See, pop culture is a fickle beast. Today's big hit could be tomorrow's big joke. Writing something 'current' right now will probably make it hopelessly dated by the time it hits the stores.
And this is coming from a 42-year-old man with Taylor Swift in his writing playlist.
Fortunately, the main thing I write is secondary-world fantasy, so things like "pop culture" are hardly a concern for me.
Or is it?
I mean, even if you aren't having direct references to something contemporary in your fantasy world, there are ways to slip in a sly nod, if you're so inclined. Amanda Downum won me over early in The Drowning City by using Tom Waits lyrics as a series of passcodes.

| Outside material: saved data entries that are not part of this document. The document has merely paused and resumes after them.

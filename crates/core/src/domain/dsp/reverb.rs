//! Schroeder reverb
//!
//! A mono downmix feeds four parallel comb filters whose averaged output is
//! diffused by two series allpass sections, then blended back into every
//! channel. Delay lengths and decays come from a constant table keyed by
//! [`ReverbPreset`]; all six lines are sized once for the longest delay any
//! preset uses at the engine sample rate.

use super::delay::{AllpassFilter, CombFilter};
use super::{Stage, EFFECT_EPSILON};
use crate::domain::audio::ChannelLayout;
use crate::domain::params::{EffectParameters, ReverbPreset};
use tracing::trace;

/// Sample rate the tuning table is expressed in
const TUNING_SAMPLE_RATE: f32 = 44100.0;

/// Scale applied to the mono send so resonant combs keep headroom
const INPUT_GAIN: f32 = 0.3;

/// Comb and allpass tuning of one room model, in samples at 44.1 kHz
#[derive(Debug, Clone, Copy, PartialEq)]
pub struct ReverbTuning {
    /// `(delay, feedback)` of each parallel comb
    pub combs: [(usize, f32); 4],
    /// Delays of the two series allpass sections
    pub allpasses: [usize; 2],
}

impl ReverbTuning {
    /// Tuning for a preset, `None` for [`ReverbPreset::Off`]
    pub const fn for_preset(preset: ReverbPreset) -> Option<&'static ReverbTuning> {
        match preset {
            ReverbPreset::Off => None,
            ReverbPreset::SmallRoom => Some(&SMALL_ROOM),
            ReverbPreset::MediumRoom => Some(&MEDIUM_ROOM),
            ReverbPreset::LargeRoom => Some(&LARGE_ROOM),
            ReverbPreset::MediumHall => Some(&MEDIUM_HALL),
            ReverbPreset::LargeHall => Some(&LARGE_HALL),
            ReverbPreset::Plate => Some(&PLATE),
        }
    }

    /// Longest delay in samples at 44.1 kHz
    pub fn longest_delay(&self) -> usize {
        let comb = self.combs.iter().map(|&(d, _)| d).max().unwrap_or(0);
        let allpass = self.allpasses.iter().copied().max().unwrap_or(0);
        comb.max(allpass)
    }
}

const SMALL_ROOM: ReverbTuning = ReverbTuning {
    combs: [(557, 0.70), (617, 0.71), (677, 0.72), (743, 0.73)],
    allpasses: [225, 341],
};

const MEDIUM_ROOM: ReverbTuning = ReverbTuning {
    combs: [(887, 0.76), (953, 0.77), (1031, 0.77), (1109, 0.78)],
    allpasses: [341, 441],
};

const LARGE_ROOM: ReverbTuning = ReverbTuning {
    combs: [(1116, 0.81), (1188, 0.82), (1277, 0.82), (1356, 0.83)],
    allpasses: [441, 556],
};

const MEDIUM_HALL: ReverbTuning = ReverbTuning {
    combs: [(1422, 0.84), (1491, 0.85), (1557, 0.85), (1617, 0.86)],
    allpasses: [556, 441],
};

const LARGE_HALL: ReverbTuning = ReverbTuning {
    combs: [(1733, 0.88), (1867, 0.89), (1999, 0.89), (2137, 0.90)],
    allpasses: [579, 467],
};

const PLATE: ReverbTuning = ReverbTuning {
    combs: [(733, 0.90), (797, 0.90), (863, 0.91), (929, 0.91)],
    allpasses: [179, 269],
};

/// Four-comb, two-allpass reverb stage
#[derive(Debug, Clone)]
pub struct Reverb {
    scale: f32,
    combs: [CombFilter; 4],
    allpasses: [AllpassFilter; 2],
    active_preset: ReverbPreset,
    comb_delays: [usize; 4],
    comb_feedback: [f32; 4],
    allpass_delays: [usize; 2],
}

impl Reverb {
    pub fn new(sample_rate: u32) -> Self {
        let scale = sample_rate as f32 / TUNING_SAMPLE_RATE;
        let capacity = Self::required_capacity(sample_rate);
        Self {
            scale,
            combs: std::array::from_fn(|_| CombFilter::with_capacity(capacity)),
            allpasses: std::array::from_fn(|_| AllpassFilter::with_capacity(capacity)),
            active_preset: ReverbPreset::Off,
            comb_delays: [1; 4],
            comb_feedback: [0.0; 4],
            allpass_delays: [1; 2],
        }
    }

    /// Line capacity covering every preset's longest delay at `sample_rate`
    pub fn required_capacity(sample_rate: u32) -> usize {
        let scale = sample_rate as f32 / TUNING_SAMPLE_RATE;
        let longest = ReverbPreset::ALL
            .iter()
            .filter_map(|&p| ReverbTuning::for_preset(p))
            .map(ReverbTuning::longest_delay)
            .max()
            .unwrap_or(1);
        Self::scaled(longest, scale) + 1
    }

    /// Delay capacity of the smallest line
    pub fn max_delay(&self) -> usize {
        let comb = self.combs.iter().map(CombFilter::max_delay).min().unwrap_or(0);
        let allpass = self.allpasses.iter().map(AllpassFilter::max_delay).min().unwrap_or(0);
        comb.min(allpass)
    }

    fn scaled(delay: usize, scale: f32) -> usize {
        ((delay as f32 * scale).round() as usize).max(1)
    }

    fn select(&mut self, preset: ReverbPreset) {
        self.active_preset = preset;
        self.reset();
        if let Some(tuning) = ReverbTuning::for_preset(preset) {
            for (i, &(delay, feedback)) in tuning.combs.iter().enumerate() {
                self.comb_delays[i] = Self::scaled(delay, self.scale);
                self.comb_feedback[i] = feedback;
            }
            for (i, &delay) in tuning.allpasses.iter().enumerate() {
                self.allpass_delays[i] = Self::scaled(delay, self.scale);
            }
        }
        trace!("Reverb preset switched to {:?}", preset);
    }

    #[inline]
    fn tick(&mut self, input: f32) -> f32 {
        let mut sum = 0.0;
        for i in 0..self.combs.len() {
            sum += self.combs[i].process(input, self.comb_delays[i], self.comb_feedback[i]);
        }
        let mut out = sum / self.combs.len() as f32;
        for i in 0..self.allpasses.len() {
            out = self.allpasses[i].process(out, self.allpass_delays[i]);
        }
        out
    }
}

impl Stage for Reverb {
    fn is_active(&self, params: &EffectParameters, _layout: ChannelLayout) -> bool {
        params.reverb_preset() != ReverbPreset::Off && params.reverb_wet_mix() > EFFECT_EPSILON
    }

    fn process(&mut self, buffer: &mut [f32], layout: ChannelLayout, params: &EffectParameters) {
        let preset = params.reverb_preset();
        if preset != self.active_preset {
            self.select(preset);
        }
        let wet = params.reverb_wet_mix();
        let dry = 1.0 - wet / 2.0;
        let channels = layout.count() as f32;

        for frame in buffer.chunks_exact_mut(layout.count()) {
            let mono = frame.iter().sum::<f32>() / channels;
            let reverb = self.tick(mono * INPUT_GAIN);
            frame.iter_mut().for_each(|s| *s = *s * dry + wet * reverb);
        }
    }

    fn reset(&mut self) {
        self.combs.iter_mut().for_each(CombFilter::clear);
        self.allpasses.iter_mut().for_each(AllpassFilter::clear);
    }

    fn name(&self) -> &str {
        "Reverb"
    }
}

#[cfg(test)]
mod tests {
    use super::*;

    #[test]
    fn test_every_preset_fits_capacity() {
        for &rate in &[22050, 44100, 48000, 96000, 192000] {
            let reverb = Reverb::new(rate);
            let scale = rate as f32 / TUNING_SAMPLE_RATE;
            for preset in ReverbPreset::ALL {
                if let Some(tuning) = ReverbTuning::for_preset(preset) {
                    let longest = Reverb::scaled(tuning.longest_delay(), scale);
                    assert!(
                        longest <= reverb.max_delay(),
                        "{:?} at {} Hz needs {} > {}",
                        preset,
                        rate,
                        longest,
                        reverb.max_delay()
                    );
                }
            }
        }
    }

    #[test]
    fn test_presets_are_distinct() {
        let tunings: Vec<_> = ReverbPreset::ALL
            .iter()
            .filter_map(|&p| ReverbTuning::for_preset(p))
            .collect();
        assert_eq!(tunings.len(), 6);
        for (i, a) in tunings.iter().enumerate() {
            for b in &tunings[i + 1..] {
                assert_ne!(a, b);
            }
            assert!(a.combs.iter().all(|&(_, fb)| fb > 0.0 && fb < 1.0));
        }
    }

    #[test]
    fn test_impulse_produces_tail() {
        let params = EffectParameters::new();
        params.set_reverb(ReverbPreset::SmallRoom, 1.0);
        let mut reverb = Reverb::new(44100);

        let mut buffer = vec![0.0; 4410];
        buffer[0] = 1.0;
        reverb.process(&mut buffer, ChannelLayout::Mono, &params);

        // Nothing arrives before the shortest comb delay
        assert!(buffer[1..557].iter().all(|&s| s == 0.0));
        assert!(buffer[557..].iter().any(|&s| s.abs() > 1e-4));
        assert!(buffer.iter().all(|s| s.is_finite()));
    }

    #[test]
    fn test_replay_is_deterministic() {
        let params = EffectParameters::new();
        params.set_reverb(ReverbPreset::Plate, 1.0);

        let input: Vec<f32> = (0..2048).map(|i| ((i * 37 % 101) as f32 / 50.0) - 1.0).collect();
        let run = || {
            let mut reverb = Reverb::new(48000);
            let mut out = Vec::new();
            for chunk in input.chunks(256) {
                let mut block = chunk.to_vec();
                reverb.process(&mut block, ChannelLayout::Stereo, &params);
                out.extend(block);
            }
            out
        };

        assert_eq!(run(), run());
    }

    #[test]
    fn test_inactive_without_preset_or_wet() {
        let params = EffectParameters::new();
        let reverb = Reverb::new(48000);
        params.set_reverb(ReverbPreset::LargeHall, 0.0);
        assert!(!reverb.is_active(&params, ChannelLayout::Stereo));
        params.set_reverb(ReverbPreset::Off, 1.0);
        assert!(!reverb.is_active(&params, ChannelLayout::Stereo));
        params.set_reverb(ReverbPreset::LargeHall, 0.5);
        assert!(reverb.is_active(&params, ChannelLayout::Stereo));
    }

    #[test]
    fn test_preset_change_clears_tail() {
        let params = EffectParameters::new();
        params.set_reverb(ReverbPreset::LargeHall, 1.0);
        let mut reverb = Reverb::new(44100);

        let mut loud = vec![0.5; 1024];
        reverb.process(&mut loud, ChannelLayout::Mono, &params);

        params.set_reverb(ReverbPreset::SmallRoom, 1.0);
        let mut silence = vec![0.0; 256];
        reverb.process(&mut silence, ChannelLayout::Mono, &params);
        assert!(silence.iter().all(|&s| s == 0.0));
    }
}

And The Thorn of Dentonhill has what I thought was a rather obvious pop culture nod in it which, to date, no one has called me on.
Maybe I'll do a contest or giveaway based on spotting that...
*- These kids today, they're into stuff older than them. They're into stuff older than me. Don't believe what the cranks tell you-- kids today are all right.
I assume you're referring to Hal and Ollie the (green-wearing) horse patrolmen?
Those two really were hard-traveling heroes....
I admit that I had an "I see what you did there" reaction, but given the whole Batman vibe that flows through the book, it didn't really take me out of the story at all.
I think I've already said this on Facebook, but I enjoyed Murder of Mages quite a bit, probably more than Thorn. It was great company on my plane ride back from Portland last month. If you're in the market for beta readers for your next projects, I'd be happy to participate.